Collected data:

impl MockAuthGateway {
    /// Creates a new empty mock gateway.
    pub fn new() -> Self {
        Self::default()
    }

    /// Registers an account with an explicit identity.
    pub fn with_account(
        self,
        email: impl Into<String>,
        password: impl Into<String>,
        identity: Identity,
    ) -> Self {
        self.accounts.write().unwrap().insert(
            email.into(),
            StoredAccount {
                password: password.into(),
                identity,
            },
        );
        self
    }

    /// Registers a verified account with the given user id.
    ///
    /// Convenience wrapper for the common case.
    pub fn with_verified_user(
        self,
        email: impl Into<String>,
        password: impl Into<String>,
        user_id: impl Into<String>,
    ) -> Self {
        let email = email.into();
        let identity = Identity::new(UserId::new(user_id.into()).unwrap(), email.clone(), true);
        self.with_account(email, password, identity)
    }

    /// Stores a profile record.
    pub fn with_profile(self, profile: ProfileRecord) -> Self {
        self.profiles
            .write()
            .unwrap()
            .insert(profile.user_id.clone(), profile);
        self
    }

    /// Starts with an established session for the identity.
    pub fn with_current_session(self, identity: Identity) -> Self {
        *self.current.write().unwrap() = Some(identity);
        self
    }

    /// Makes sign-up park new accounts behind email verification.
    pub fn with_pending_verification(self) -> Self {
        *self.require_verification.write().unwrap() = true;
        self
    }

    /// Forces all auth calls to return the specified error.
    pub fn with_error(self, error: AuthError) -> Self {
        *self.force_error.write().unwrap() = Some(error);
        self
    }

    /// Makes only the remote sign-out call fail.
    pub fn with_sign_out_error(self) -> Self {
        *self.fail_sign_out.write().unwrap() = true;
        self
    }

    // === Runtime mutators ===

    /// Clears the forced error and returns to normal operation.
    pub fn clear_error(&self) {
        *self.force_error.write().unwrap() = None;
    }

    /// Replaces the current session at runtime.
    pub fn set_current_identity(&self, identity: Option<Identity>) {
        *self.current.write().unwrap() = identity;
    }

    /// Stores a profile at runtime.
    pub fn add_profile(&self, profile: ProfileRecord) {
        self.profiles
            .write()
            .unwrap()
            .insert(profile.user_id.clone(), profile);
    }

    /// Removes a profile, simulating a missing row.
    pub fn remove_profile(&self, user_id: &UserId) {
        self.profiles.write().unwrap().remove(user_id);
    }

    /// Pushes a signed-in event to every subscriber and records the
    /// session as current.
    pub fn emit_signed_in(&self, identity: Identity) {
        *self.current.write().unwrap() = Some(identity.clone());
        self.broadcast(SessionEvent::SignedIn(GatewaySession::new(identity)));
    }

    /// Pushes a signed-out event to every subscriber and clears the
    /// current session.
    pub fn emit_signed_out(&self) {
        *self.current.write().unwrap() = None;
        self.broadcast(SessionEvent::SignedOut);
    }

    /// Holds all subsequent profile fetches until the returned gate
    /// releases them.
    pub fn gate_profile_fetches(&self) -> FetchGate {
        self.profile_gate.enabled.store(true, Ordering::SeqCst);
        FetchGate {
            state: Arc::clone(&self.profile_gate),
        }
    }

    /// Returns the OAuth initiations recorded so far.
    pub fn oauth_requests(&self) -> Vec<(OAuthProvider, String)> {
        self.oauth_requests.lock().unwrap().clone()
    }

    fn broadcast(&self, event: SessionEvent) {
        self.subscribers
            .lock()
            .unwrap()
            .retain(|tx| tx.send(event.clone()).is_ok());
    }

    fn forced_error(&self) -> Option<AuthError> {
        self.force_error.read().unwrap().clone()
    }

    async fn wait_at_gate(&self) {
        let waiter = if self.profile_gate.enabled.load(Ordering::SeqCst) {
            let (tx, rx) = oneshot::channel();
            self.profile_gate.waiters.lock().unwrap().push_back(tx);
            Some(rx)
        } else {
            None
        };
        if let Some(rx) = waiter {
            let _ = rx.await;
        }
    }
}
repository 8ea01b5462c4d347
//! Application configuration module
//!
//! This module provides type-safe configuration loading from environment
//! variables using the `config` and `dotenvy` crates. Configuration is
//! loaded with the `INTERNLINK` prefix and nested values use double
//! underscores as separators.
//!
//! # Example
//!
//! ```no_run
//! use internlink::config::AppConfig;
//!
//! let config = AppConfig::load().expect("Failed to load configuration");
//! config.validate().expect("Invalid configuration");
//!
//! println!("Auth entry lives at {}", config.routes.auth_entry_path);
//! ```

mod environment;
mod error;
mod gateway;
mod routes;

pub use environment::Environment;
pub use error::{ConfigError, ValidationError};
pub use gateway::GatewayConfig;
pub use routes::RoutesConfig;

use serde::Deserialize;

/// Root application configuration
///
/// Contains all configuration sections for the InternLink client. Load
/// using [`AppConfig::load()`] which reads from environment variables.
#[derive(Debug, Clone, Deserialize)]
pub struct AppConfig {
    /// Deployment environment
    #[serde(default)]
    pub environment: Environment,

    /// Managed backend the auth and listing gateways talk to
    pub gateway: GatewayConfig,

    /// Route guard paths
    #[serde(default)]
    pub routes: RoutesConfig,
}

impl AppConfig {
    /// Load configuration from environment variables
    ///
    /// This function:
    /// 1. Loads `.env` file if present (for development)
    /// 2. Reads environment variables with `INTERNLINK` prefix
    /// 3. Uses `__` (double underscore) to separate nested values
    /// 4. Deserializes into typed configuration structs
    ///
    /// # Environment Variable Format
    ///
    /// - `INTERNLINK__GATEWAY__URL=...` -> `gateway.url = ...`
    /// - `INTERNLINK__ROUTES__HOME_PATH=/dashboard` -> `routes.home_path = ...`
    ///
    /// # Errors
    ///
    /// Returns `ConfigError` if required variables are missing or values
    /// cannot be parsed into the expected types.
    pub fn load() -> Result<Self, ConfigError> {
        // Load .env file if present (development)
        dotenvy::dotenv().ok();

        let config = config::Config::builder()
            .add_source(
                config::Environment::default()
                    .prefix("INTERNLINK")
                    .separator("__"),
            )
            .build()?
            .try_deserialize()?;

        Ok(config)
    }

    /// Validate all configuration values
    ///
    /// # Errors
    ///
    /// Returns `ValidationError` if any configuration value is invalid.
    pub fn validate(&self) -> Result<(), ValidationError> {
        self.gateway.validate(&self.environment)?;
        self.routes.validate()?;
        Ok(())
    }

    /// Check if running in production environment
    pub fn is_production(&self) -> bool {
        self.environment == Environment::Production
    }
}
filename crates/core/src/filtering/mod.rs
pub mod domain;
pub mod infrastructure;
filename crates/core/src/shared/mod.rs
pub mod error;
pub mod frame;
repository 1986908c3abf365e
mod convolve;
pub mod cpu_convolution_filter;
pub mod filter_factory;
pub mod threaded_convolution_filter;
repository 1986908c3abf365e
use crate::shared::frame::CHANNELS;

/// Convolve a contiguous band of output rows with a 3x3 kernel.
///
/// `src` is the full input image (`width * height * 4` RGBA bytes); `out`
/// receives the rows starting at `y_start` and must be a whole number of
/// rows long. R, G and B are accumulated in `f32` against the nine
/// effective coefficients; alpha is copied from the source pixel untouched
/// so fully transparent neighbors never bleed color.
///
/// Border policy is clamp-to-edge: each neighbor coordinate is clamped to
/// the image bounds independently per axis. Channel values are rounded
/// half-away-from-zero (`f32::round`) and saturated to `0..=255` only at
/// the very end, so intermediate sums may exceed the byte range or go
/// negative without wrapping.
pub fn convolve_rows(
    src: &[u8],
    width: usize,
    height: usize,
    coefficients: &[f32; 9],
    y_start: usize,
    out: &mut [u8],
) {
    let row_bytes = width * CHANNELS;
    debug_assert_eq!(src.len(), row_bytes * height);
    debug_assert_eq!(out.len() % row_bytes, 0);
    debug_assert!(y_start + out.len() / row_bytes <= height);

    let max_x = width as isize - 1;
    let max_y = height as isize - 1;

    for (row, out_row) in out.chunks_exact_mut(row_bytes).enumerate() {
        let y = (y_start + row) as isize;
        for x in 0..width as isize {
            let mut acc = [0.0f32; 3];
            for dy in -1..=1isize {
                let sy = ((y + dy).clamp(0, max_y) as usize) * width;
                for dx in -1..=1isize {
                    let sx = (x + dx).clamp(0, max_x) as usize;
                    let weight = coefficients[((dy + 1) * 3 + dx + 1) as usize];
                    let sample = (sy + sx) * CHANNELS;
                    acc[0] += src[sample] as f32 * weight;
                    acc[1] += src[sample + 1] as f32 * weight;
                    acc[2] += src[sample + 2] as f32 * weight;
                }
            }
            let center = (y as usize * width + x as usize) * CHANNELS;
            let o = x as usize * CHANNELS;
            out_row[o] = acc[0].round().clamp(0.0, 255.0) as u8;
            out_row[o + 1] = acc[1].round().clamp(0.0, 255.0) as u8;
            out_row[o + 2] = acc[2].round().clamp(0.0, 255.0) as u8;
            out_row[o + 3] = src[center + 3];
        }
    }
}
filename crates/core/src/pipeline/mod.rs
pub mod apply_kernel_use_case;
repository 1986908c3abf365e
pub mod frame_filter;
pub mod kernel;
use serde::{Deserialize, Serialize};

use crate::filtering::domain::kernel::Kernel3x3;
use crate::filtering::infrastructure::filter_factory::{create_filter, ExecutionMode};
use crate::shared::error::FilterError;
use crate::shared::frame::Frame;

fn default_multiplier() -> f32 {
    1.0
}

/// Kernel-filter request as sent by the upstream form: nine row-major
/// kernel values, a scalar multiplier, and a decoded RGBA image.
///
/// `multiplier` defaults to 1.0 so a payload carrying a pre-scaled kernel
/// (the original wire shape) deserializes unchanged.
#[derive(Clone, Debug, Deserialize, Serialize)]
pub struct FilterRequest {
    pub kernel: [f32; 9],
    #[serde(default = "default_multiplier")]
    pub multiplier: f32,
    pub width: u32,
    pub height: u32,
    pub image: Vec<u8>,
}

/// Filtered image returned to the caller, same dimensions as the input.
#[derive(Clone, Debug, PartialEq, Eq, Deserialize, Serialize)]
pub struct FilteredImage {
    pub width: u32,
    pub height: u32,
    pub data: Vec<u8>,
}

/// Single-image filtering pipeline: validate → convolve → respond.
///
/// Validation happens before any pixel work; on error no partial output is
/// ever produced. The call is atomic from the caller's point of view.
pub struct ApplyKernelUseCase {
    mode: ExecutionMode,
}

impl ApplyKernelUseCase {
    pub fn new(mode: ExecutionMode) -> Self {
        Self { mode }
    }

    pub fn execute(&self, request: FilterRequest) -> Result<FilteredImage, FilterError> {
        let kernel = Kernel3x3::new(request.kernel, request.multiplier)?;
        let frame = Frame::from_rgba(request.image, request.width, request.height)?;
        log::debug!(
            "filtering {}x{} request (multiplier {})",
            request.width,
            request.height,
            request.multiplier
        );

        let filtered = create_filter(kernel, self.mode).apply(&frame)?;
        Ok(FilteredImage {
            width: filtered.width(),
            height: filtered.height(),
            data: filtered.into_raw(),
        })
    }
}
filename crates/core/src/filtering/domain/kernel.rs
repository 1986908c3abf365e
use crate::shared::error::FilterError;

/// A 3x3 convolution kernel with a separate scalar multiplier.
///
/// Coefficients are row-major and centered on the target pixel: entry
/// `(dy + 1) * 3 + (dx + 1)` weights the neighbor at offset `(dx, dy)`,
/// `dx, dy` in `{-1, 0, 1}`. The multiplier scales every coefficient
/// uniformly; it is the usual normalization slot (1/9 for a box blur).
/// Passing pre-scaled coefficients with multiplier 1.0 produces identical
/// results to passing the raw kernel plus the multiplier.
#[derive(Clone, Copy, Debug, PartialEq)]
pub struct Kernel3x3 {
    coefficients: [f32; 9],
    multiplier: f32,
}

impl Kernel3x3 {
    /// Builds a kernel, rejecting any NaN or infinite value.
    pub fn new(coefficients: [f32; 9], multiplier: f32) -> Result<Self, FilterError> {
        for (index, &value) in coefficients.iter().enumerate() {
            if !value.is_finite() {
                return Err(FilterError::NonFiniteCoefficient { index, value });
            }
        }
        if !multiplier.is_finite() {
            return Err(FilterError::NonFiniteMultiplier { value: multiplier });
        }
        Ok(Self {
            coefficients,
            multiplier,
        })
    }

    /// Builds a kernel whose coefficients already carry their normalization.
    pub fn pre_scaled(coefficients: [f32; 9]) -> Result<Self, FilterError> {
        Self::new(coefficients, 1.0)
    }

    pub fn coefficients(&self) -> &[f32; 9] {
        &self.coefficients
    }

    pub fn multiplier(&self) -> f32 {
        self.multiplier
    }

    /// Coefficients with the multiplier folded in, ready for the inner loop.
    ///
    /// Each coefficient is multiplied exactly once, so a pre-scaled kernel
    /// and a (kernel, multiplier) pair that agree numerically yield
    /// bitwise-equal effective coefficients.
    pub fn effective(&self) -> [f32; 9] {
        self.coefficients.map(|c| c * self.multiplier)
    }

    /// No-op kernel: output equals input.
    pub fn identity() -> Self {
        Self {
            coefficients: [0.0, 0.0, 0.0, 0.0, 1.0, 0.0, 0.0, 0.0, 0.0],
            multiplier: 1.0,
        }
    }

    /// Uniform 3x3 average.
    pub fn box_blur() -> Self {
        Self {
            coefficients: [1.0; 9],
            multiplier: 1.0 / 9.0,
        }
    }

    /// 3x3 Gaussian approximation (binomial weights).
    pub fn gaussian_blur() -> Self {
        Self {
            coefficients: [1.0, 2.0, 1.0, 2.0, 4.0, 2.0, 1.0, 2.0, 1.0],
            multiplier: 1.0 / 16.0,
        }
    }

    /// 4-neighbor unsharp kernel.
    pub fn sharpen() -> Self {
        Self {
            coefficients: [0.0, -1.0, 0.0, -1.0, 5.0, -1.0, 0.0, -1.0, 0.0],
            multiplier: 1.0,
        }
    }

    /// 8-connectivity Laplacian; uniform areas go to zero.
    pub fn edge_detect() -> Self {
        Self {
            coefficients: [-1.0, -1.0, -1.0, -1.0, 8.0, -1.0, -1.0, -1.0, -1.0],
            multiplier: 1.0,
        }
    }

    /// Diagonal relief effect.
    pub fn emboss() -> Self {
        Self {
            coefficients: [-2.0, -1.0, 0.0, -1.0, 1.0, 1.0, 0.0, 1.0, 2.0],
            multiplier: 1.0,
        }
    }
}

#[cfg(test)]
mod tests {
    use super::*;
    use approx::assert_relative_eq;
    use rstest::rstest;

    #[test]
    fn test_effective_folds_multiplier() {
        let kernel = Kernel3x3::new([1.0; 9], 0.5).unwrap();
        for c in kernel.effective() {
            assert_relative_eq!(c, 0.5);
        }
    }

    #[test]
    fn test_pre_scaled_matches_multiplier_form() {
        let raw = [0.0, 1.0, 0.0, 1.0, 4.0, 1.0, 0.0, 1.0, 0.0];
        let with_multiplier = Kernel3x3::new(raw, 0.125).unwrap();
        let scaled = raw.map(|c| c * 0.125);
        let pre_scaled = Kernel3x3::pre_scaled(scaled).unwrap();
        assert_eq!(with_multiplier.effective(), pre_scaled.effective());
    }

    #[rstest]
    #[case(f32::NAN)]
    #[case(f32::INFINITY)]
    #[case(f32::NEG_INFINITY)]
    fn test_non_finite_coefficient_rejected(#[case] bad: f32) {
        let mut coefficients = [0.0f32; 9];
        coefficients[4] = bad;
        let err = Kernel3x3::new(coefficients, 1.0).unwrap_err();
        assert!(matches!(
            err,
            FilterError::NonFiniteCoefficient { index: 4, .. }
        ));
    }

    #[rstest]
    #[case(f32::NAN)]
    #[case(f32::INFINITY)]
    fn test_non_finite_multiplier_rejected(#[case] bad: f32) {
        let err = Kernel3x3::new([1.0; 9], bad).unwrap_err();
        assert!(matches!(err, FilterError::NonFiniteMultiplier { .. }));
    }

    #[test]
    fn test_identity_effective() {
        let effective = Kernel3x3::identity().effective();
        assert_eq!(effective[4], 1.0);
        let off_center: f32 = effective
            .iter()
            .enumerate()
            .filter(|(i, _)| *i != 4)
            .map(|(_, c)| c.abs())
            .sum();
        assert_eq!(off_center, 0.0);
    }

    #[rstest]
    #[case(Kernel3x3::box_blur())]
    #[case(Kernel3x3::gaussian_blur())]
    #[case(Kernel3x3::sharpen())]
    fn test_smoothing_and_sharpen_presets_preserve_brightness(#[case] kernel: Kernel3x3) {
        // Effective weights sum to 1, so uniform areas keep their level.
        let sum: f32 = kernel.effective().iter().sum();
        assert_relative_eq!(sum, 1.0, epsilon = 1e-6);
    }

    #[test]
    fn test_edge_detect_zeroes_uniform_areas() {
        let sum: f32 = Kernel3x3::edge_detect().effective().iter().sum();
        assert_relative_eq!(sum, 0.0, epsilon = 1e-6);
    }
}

_What needs to be done_:
All lines above from the one with "4-neighbor unsharp kernel." to the one with "0.0, 1.0, 0.0];", inclusive, should be copied exactly, and no other lines.

_Solution to this problem_:
    /// 4-neighbor unsharp kernel.
    pub fn sharpen() -> Self {
        Self {
            coefficients: [0.0, -1.0, 0.0, -1.0, 5.0, -1.0, 0.0, -1.0, 0.0],
            multiplier: 1.0,
        }
    }

    /// 8-connectivity Laplacian; uniform areas go to zero.
    pub fn edge_detect() -> Self {
        Self {
            coefficients: [-1.0, -1.0, -1.0, -1.0, 8.0, -1.0, -1.0, -1.0, -1.0],
            multiplier: 1.0,
        }
    }

    /// Diagonal relief effect.
    pub fn emboss() -> Self {
        Self {
            coefficients: [-2.0, -1.0, 0.0, -1.0, 1.0, 1.0, 0.0, 1.0, 2.0],
            multiplier: 1.0,
        }
    }
}

#[cfg(test)]
mod tests {
    use super::*;
    use approx::assert_relative_eq;
    use rstest::rstest;

    #[test]
    fn test_effective_folds_multiplier() {
        let kernel = Kernel3x3::new([1.0; 9], 0.5).unwrap();
        for c in kernel.effective() {
            assert_relative_eq!(c, 0.5);
        }
    }

    #[test]
    fn test_pre_scaled_matches_multiplier_form() {
        let raw = [0.0, 1.0, 0.0, 1.0, 4.0, 1.0, 0.0, 1.0, 0.0];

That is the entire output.